In the early hours the first arrests are made, on suspicion of manslaughter; two directors of Prestige Construction and Engineering Company (the contractor), and one engineer.

- 01:50 —The fire complex is being brought under control with the open flames on three buildings being extinguished.
- 05:45 — Firefighting operations are carried between the fifth and eighteenth floors (sic), while rescue operations were being extended upwards to between the thirteenth and twenty-third floors.
- 06:23 — The fire in Block D is brought under control, and search and rescue efforts began on its lower floors.
- 09:00 — Four of the fires have been extinguished; fire in the three remaining blocks are still active.
- 15:10 — Many fire and rescue vehicles have been dispatched and 1,250 firefighters deployed. They receive 341 calls for help and successful responded to 279 of them. From the four buildings under control, there were no further calls for help. Four drones begin patrolling.
- 23:15 — Block F reignites despite measures; Blocks A and B continue to have harsh embers burning.

==28 November==

The Independent Commission Against Corruption (ICAC) arrests eight people on suspicion of corruption.

01:20 — With the exception of four apartment units still burning, the fire fighting operation is declared largely complete. The major rescue operations have also been completed, with all apartment units within the seven buildings having been forcibly accessed to ensure that no survivors remained trapped.

05:45 — An apartment reignites; it is put out at 07:30, less than two hours later.

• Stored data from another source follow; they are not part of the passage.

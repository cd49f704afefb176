//! Link extraction and filtering on a rendered page

use crate::error::ExtractError;
use crate::page::PageDom;
use crate::schema::LinkMap;
use tracing::{debug, warn};
use url::Url;

/// Every anchor on the page
pub const ANCHOR_SELECTOR: &str = "a";

/// Anchors many blog themes use for actual posts
pub const POST_LINK_SELECTOR: &str = "a.post-link";

/// Extract the page's links.
///
/// Runs a blanket anchor pass and a post-link pass with the same filters; the
/// post-link pass wins when both produce the same URL. A failing pass
/// contributes nothing.
pub fn extract_links<D: PageDom + ?Sized>(
    dom: &D,
    same_domain: bool,
    only_text_exists: bool,
) -> LinkMap {
    let mut links = LinkMap::new();

    for selector in [ANCHOR_SELECTOR, POST_LINK_SELECTOR] {
        match links_by_selector(dom, selector, same_domain, only_text_exists) {
            Ok(found) => {
                debug!(url = dom.url(), selector, count = found.len(), "Selector pass");
                links.merge(found);
            }
            Err(e) => warn!(url = dom.url(), selector, "Link extraction failed: {}", e),
        }
    }

    links
}

/// Links matched by one selector, filtered
pub fn links_by_selector<D: PageDom + ?Sized>(
    dom: &D,
    selector: &str,
    same_domain: bool,
    only_text_exists: bool,
) -> Result<LinkMap, ExtractError> {
    let page_url = dom.url();
    let mut links = LinkMap::new();

    for anchor in dom.find_anchors(selector)? {
        let Some(url) = anchor.href else {
            continue;
        };
        let title = sanitize_title(&anchor.text);

        if only_text_exists && title.is_empty() {
            continue;
        }
        if same_domain && !is_same_domain(page_url, &url) {
            continue;
        }

        links.insert(url, title);
    }

    Ok(links)
}

/// Trim, then replace each C0 control character and DEL with a space
pub fn sanitize_title(raw: &str) -> String {
    raw.trim()
        .chars()
        .map(|c| if is_control(c) { ' ' } else { c })
        .collect()
}

fn is_control(c: char) -> bool {
    matches!(c, '\u{00}'..='\u{1f}' | '\u{7f}')
}

/// True if `link` is on the same host (and port) as `page` and starts with `page`
pub fn is_same_domain(page: &str, link: &str) -> bool {
    match (netloc(page), netloc(link)) {
        (Some(a), Some(b)) => a == b && link.starts_with(page),
        _ => false,
    }
}

fn netloc(url: &str) -> Option<String> {
    let parsed = Url::parse(url).ok()?;
    let host = parsed.host_str()?;
    Some(match parsed.port() {
        Some(port) => format!("{}:{}", host, port),
        None => host.to_string(),
    })
}
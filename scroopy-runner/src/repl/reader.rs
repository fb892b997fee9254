use rustyline::error::ReadlineError;
use rustyline::DefaultEditor;
use scroopy_core::ast::Program;
use scroopy_core::parser;

use super::printer::print_parse_errors;
use crate::error::RunError;

const PROMPT: &str = ">> ";

pub enum ReadOutput {
    Exit,
    Clear,
    Value(Program),
}

pub struct Reader {
    rl: DefaultEditor,
}

impl Reader {
    pub fn new(rl: DefaultEditor) -> Self {
        Self { rl }
    }

    /// Reads and parses one line. Lines with diagnostics are reported here and
    /// never reach the evaluator.
    pub fn read(&mut self) -> Result<ReadOutput, RunError> {
        let line = match self.rl.readline(PROMPT) {
            Err(ReadlineError::Interrupted) => return Ok(ReadOutput::Clear),
            Err(ReadlineError::Eof) => return Ok(ReadOutput::Exit),
            Err(err) => return Err(err.into()),
            Ok(line) => line,
        };
        if line.trim().is_empty() {
            return Ok(ReadOutput::Clear);
        }
        self.rl.add_history_entry(line.as_str())?;

        let (program, errors) = parser::parse(&line);
        if !errors.is_empty() {
            print_parse_errors(&errors);
            return Ok(ReadOutput::Clear);
        }
        Ok(ReadOutput::Value(program))
    }
}
use std::rc::Rc;

use scroopy_core::ast::Program;
use scroopy_interpreter::environment::Environment;
use scroopy_interpreter::evaluator;
use scroopy_interpreter::object::{EvaluationError, Object};

pub trait Evaluator {
    type Object;

    fn evaluate(&mut self, program: Program) -> Self::Object;
}

/// Keeps one global environment alive across evaluations.
pub struct InterpreterEvaluator {
    environment: Environment,
}

impl InterpreterEvaluator {
    pub fn new() -> Self {
        Self {
            environment: Environment::new(),
        }
    }
}

impl Evaluator for InterpreterEvaluator {
    type Object = Result<Rc<Object>, EvaluationError>;

    fn evaluate(&mut self, program: Program) -> Self::Object {
        evaluator::eval_program(&program, &self.environment)
    }
}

10:18 — After 43 hours the fire complex is almost entirely extinguished and finally under control. Up to 2,311 firefighters were involved throughout the effort, with peak temperatures in some areas estimated at 500 C.

==1 December==
The confirmed death toll is 151. Some 40 individuals are still missing (some of whom may never be identified having been burnt to ash); bodies are still being found in continuing police sweeps. Thirteen individuals have been arrested for suspected manslaughter.

==3 December==
Of the 15 people arrested, six are suspected of having deactivated fire alarms during the renovation.

The search for bodies (the recovery mission) concludes. 19 bodies still require identification, and 31 remain unaccounted for.

According to the Society for the Prevention of Cruelty to Animals (SPCA), over 500 animals were trapped in the buildings during the fire; the organization provided triage. 294 pets were rescued, including fish, cats, dogs, and turtles, among other species; 70 had died. (Police searching for human remains later found and rescued three cats and a turtle.)